TASK BRIEF: Exact copies of the lines from the line containing "pub use config::Config;" through the last line of the entries below are the whole answer.

DATA FOR THE TASK:
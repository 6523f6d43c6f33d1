/*
 * lib.rs
 * Copyright (C) 2026 The Oxio Authors
 *
 * This file is part of Oxio, an Open-Xchange backend for mapistore.
 *
 * Oxio is free software: you can redistribute it and/or modify
 * it under the terms of the GNU General Public License as published by
 * the Free Software Foundation, either version 3 of the License, or
 * (at your option) any later version.
 *
 * Oxio is distributed in the hope that it will be useful,
 * but WITHOUT ANY WARRANTY; without even the implied warranty of
 * MERCHANTABILITY or FITNESS FOR A PARTICULAR PURPOSE.  See the
 * GNU General Public License for more details.
 *
 * You should have received a copy of the GNU General Public License
 * along with Oxio.  If not, see <http://www.gnu.org/licenses/>.
 */

//! Identity mapping and lazy folder hierarchy for the Open-Xchange mapistore backend.

pub mod config;
pub mod net;
pub mod protocol;
pub mod store;

pub use config::Config;
pub use store::{Backend, Context, Folder, IdentityIndex, NodeId, OxioError, RowView};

REPLY:
pub use config::Config;
pub use store::{Backend, Context, Folder, IdentityIndex, NodeId, OxioError, RowView};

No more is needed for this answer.